## Your objective
Some entries follow. Reproduce exactly the lines starting at the one with "let config = default_config();" and stopping after the one with "use std::str::FromStr;".

(Records from a data source)

= = = =

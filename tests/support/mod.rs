//! Shared fixtures for integration tests.
#![allow(dead_code)]

use std::fs;
use std::path::{Path, PathBuf};

pub const TOY_SKATERS: &str = "\
playerName,team,opp,sal,proj,pos,line
A1,A,B,5000,10,C,1
A2,A,B,5000,3,W,1
A3,A,B,5000,8,W,1
B1,B,A,5000,2.5,C,1
B2,B,A,5000,7,W,1
C1,C,D,5000,6,D,1
C2,C,D,5000,6.5,D,1
X1,C,D,5000,9,W,2
X2,B,A,5000,5,D,2
";

pub const TOY_GOALIES: &str = "\
playerName,team,opp,sal,proj
G,E,F,7000,8
";

/// Write the toy slate into `dir`, returning (skaters, goalies) paths.
pub fn write_toy_slate(dir: &Path) -> (PathBuf, PathBuf) {
    write_slate(dir, TOY_SKATERS, TOY_GOALIES)
}

pub fn write_slate(dir: &Path, skaters: &str, goalies: &str) -> (PathBuf, PathBuf) {
    let skaters_path = dir.join("skaters.csv");
    let goalies_path = dir.join("goalies.csv");
    fs::write(&skaters_path, skaters).expect("write skaters");
    fs::write(&goalies_path, goalies).expect("write goalies");
    (skaters_path, goalies_path)
}
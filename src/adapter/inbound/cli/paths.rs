//! Path utilities for linestack.
//!
//! User-level files live under `~/.linestack/`:
//! - `~/.linestack/config.toml` - default configuration

use std::path::PathBuf;

/// Returns the linestack home directory (`~/.linestack/`).
pub fn home_dir() -> PathBuf {
    dirs::home_dir()
        .unwrap_or_else(|| PathBuf::from("."))
        .join(".linestack")
}

/// Returns the default config file path (`~/.linestack/config.toml`).
pub fn default_config() -> PathBuf {
    home_dir().join("config.toml")
}

#[cfg(test)]
mod tests {
    use super::*;

    #[test]
    fn config_lives_under_linestack_home() {
        let config = default_config();
        assert!(config.starts_with(home_dir()));
        assert!(config.to_string_lossy().contains(".linestack"));
        assert!(config.ends_with("config.toml"));
    }
}
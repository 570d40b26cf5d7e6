//! Validated, read-only table of skaters and goalies for one run.

use std::str::FromStr;

use rust_decimal::prelude::ToPrimitive;
use rust_decimal::Decimal;

use super::error::{DataValidationError, RowKind};
use super::id::TeamId;
use super::player::{parse_line, Goalie, GoalieRecord, PositionSet, Skater, SkaterRecord};

/// Normalized roster for one slate.
///
/// Row order is preserved from the input and is significant: it drives
/// variable indices in the model and the greedy slot placement.
#[derive(Debug, Clone, PartialEq)]
pub struct RosterCatalog {
    skaters: Vec<Skater>,
    goalies: Vec<Goalie>,
}

impl RosterCatalog {
    /// Validate raw rows into a catalog.
    ///
    /// Skater rows are checked before goalie rows, each in input order, and
    /// the first problem found is returned.
    ///
    /// # Errors
    ///
    /// Returns [`DataValidationError`] when either table is empty, when a
    /// required field (name, team, salary, projection, position) is blank, or
    /// when a numeric field or position tag cannot be parsed.
    pub fn try_new(
        skaters: Vec<SkaterRecord>,
        goalies: Vec<GoalieRecord>,
    ) -> Result<Self, DataValidationError> {
        if skaters.is_empty() {
            return Err(DataValidationError::EmptyRoster {
                kind: RowKind::Skater,
            });
        }
        if goalies.is_empty() {
            return Err(DataValidationError::EmptyRoster {
                kind: RowKind::Goalie,
            });
        }

        let skaters = skaters
            .into_iter()
            .enumerate()
            .map(|(row, record)| validate_skater(row, record))
            .collect::<Result<Vec<_>, _>>()?;
        let goalies = goalies
            .into_iter()
            .enumerate()
            .map(|(row, record)| validate_goalie(row, record))
            .collect::<Result<Vec<_>, _>>()?;

        Ok(Self { skaters, goalies })
    }

    /// Build a catalog from already-validated players.
    #[must_use]
    pub fn from_players(skaters: Vec<Skater>, goalies: Vec<Goalie>) -> Self {
        Self { skaters, goalies }
    }

    #[must_use]
    pub fn skaters(&self) -> &[Skater] {
        &self.skaters
    }

    #[must_use]
    pub fn goalies(&self) -> &[Goalie] {
        &self.goalies
    }

    #[must_use]
    pub fn skater_count(&self) -> usize {
        self.skaters.len()
    }

    #[must_use]
    pub fn goalie_count(&self) -> usize {
        self.goalies.len()
    }

    /// True when every row carries an actual score (backtest data).
    #[must_use]
    pub fn has_actuals(&self) -> bool {
        self.skaters.iter().all(|s| s.actual.is_some())
            && self.goalies.iter().all(|g| g.actual.is_some())
    }
}

fn required(
    kind: RowKind,
    row: usize,
    field: &'static str,
    value: Option<String>,
) -> Result<String, DataValidationError> {
    match value {
        Some(v) if !v.trim().is_empty() => Ok(v.trim().to_string()),
        _ => Err(DataValidationError::MissingField { kind, row, field }),
    }
}

fn optional(value: Option<String>) -> Option<String> {
    value
        .map(|v| v.trim().to_string())
        .filter(|v| !v.is_empty())
}

fn parse_salary(kind: RowKind, row: usize, raw: String) -> Result<u32, DataValidationError> {
    let invalid = || DataValidationError::InvalidNumber {
        kind,
        row,
        field: "salary",
        value: raw.clone(),
    };
    let cleaned: String = raw.chars().filter(|c| !matches!(c, '$' | ',')).collect();
    if let Ok(value) = cleaned.parse::<u32>() {
        return Ok(value);
    }
    // Whole-number floats ("5400.0") are common in spreadsheet exports.
    let value = Decimal::from_str(&cleaned).map_err(|_| invalid())?;
    if value.fract() != Decimal::ZERO || value.is_sign_negative() {
        return Err(invalid());
    }
    value.to_u32().ok_or_else(invalid)
}

fn parse_points(
    kind: RowKind,
    row: usize,
    field: &'static str,
    raw: String,
) -> Result<Decimal, DataValidationError> {
    Decimal::from_str(&raw)
        .or_else(|_| Decimal::from_scientific(&raw))
        .map_err(|_| DataValidationError::InvalidNumber {
            kind,
            row,
            field,
            value: raw,
        })
}

fn validate_skater(row: usize, record: SkaterRecord) -> Result<Skater, DataValidationError> {
    let kind = RowKind::Skater;
    let name = required(kind, row, "name", record.name)?;
    let team = TeamId::new(required(kind, row, "team", record.team)?);
    let opponent = TeamId::new(required(kind, row, "opponent", record.opponent)?);
    let salary = parse_salary(kind, row, required(kind, row, "salary", record.salary)?)?;
    let projected = required(kind, row, "projected", record.projected)?;
    let projected = parse_points(kind, row, "projected", projected)?;
    let raw_positions = required(kind, row, "positions", record.positions)?;
    let positions = PositionSet::parse(&raw_positions)
        .map_err(|tag| DataValidationError::InvalidPosition { row, tag })?;
    let actual = optional(record.actual)
        .map(|raw| parse_points(kind, row, "actual", raw))
        .transpose()?;

    Ok(Skater {
        name,
        team,
        opponent,
        salary,
        positions,
        line: parse_line(record.line.as_deref()),
        projected,
        actual,
    })
}

fn validate_goalie(row: usize, record: GoalieRecord) -> Result<Goalie, DataValidationError> {
    let kind = RowKind::Goalie;
    let name = required(kind, row, "name", record.name)?;
    let team = TeamId::new(required(kind, row, "team", record.team)?);
    let salary = parse_salary(kind, row, required(kind, row, "salary", record.salary)?)?;
    let projected = required(kind, row, "projected", record.projected)?;
    let projected = parse_points(kind, row, "projected", projected)?;
    let actual = optional(record.actual)
        .map(|raw| parse_points(kind, row, "actual", raw))
        .transpose()?;

    Ok(Goalie {
        name,
        team,
        salary,
        projected,
        actual,
    })
}
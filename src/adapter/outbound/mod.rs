//! Outbound adapters (driven side).

pub mod csv;
pub mod solver;
//! The "party" recipe: group membership as ephemeral children of one node.

use std::sync::Arc;

use tokio::sync::broadcast;
use tracing::{debug, info};

use super::{ensure_path, CoordinatorService, Error, Result};

/// Membership of one consumer in a named group.
///
/// Joining creates an ephemeral child unique to this member under the
/// party's root path; losing the session is indistinguishable from leaving,
/// which is what lets the surviving members react to crashed peers.
pub struct Party<C: CoordinatorService + ?Sized> {
    service: Arc<C>,
    member_name: String,
    path: String,
}

impl<C: CoordinatorService + ?Sized> Party<C> {
    pub fn new(service: Arc<C>, member_name: impl Into<String>, path: impl Into<String>) -> Self {
        Self {
            service,
            member_name: member_name.into(),
            path: path.into(),
        }
    }

    fn member_path(&self) -> String {
        format!("{}/{}", self.path, self.member_name)
    }

    /// Create the party root and subscribe to membership changes.
    ///
    /// Expected to be called before [`join`](Self::join).
    pub async fn start(&self) -> Result<broadcast::Receiver<Vec<String>>> {
        ensure_path(self.service.as_ref(), &self.path).await?;
        self.service.watch_children(&self.path).await
    }

    /// Establish this consumer as a member of the party.
    ///
    /// If a node with our name already exists it was left behind by an
    /// earlier session and is recreated to take ownership.
    pub async fn join(&self) -> Result<()> {
        info!(
            path = self.path.as_str(),
            member = self.member_name.as_str(),
            "Joining party"
        );

        let path = self.member_path();
        match self.service.create_ephemeral(&path, vec![]).await {
            Ok(()) => Ok(()),
            Err(Error::NodeExists(_)) => {
                debug!(path = path.as_str(), "Member node exists, re-creating");
                self.service.delete(&path).await.ok();
                self.service.create_ephemeral(&path, vec![]).await
            }
            Err(e) => Err(e),
        }
    }

    /// Leave the party; a no-op when the node is already gone.
    pub async fn leave(&self) -> Result<()> {
        info!(
            path = self.path.as_str(),
            member = self.member_name.as_str(),
            "Leaving party"
        );

        match self.service.delete(&self.member_path()).await {
            Ok(()) | Err(Error::NoNode(_)) => Ok(()),
            Err(e) => Err(e),
        }
    }

    /// The current member names, sorted.
    pub async fn members(&self) -> Result<Vec<String>> {
        self.service.get_children(&self.path).await
    }
}

#[cfg(test)]
mod tests {
    use super::*;

    use crate::coordinator::MemoryCoordinator;

    #[tokio::test]
    async fn test_join_members_leave() {
        let coordinator = MemoryCoordinator::new();

        let a = Party::new(
            Arc::new(coordinator.session()),
            "a",
            "/groups/workers/members",
        );
        let b = Party::new(
            Arc::new(coordinator.session()),
            "b",
            "/groups/workers/members",
        );

        let mut watch = a.start().await.unwrap();
        a.join().await.unwrap();
        assert_eq!(watch.recv().await.unwrap(), vec!["a".to_owned()]);

        b.start().await.unwrap();
        b.join().await.unwrap();
        assert_eq!(
            watch.recv().await.unwrap(),
            vec!["a".to_owned(), "b".to_owned()]
        );
        assert_eq!(
            a.members().await.unwrap(),
            vec!["a".to_owned(), "b".to_owned()]
        );

        b.leave().await.unwrap();
        assert_eq!(watch.recv().await.unwrap(), vec!["a".to_owned()]);

        // leaving twice is fine
        b.leave().await.unwrap();
    }

    #[tokio::test]
    async fn test_join_steals_abandoned_node() {
        let coordinator = MemoryCoordinator::new();

        let stale = coordinator.session();
        let party_stale = Party::new(Arc::new(stale), "a", "/groups/workers/members");
        party_stale.start().await.unwrap();
        party_stale.join().await.unwrap();

        // a new session with the same member name takes over
        let fresh = Party::new(
            Arc::new(coordinator.session()),
            "a",
            "/groups/workers/members",
        );
        fresh.join().await.unwrap();
        assert_eq!(fresh.members().await.unwrap(), vec!["a".to_owned()]);
    }
}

= = = =

## Written solution
        let config = default_config();
        assert!(config.starts_with(home_dir()));
        assert!(config.to_string_lossy().contains(".linestack"));
        assert!(config.ends_with("config.toml"));
    }
}
repository 570d40b26cf5d7e6
//! Validated, read-only table of skaters and goalies for one run.

use std::str::FromStr;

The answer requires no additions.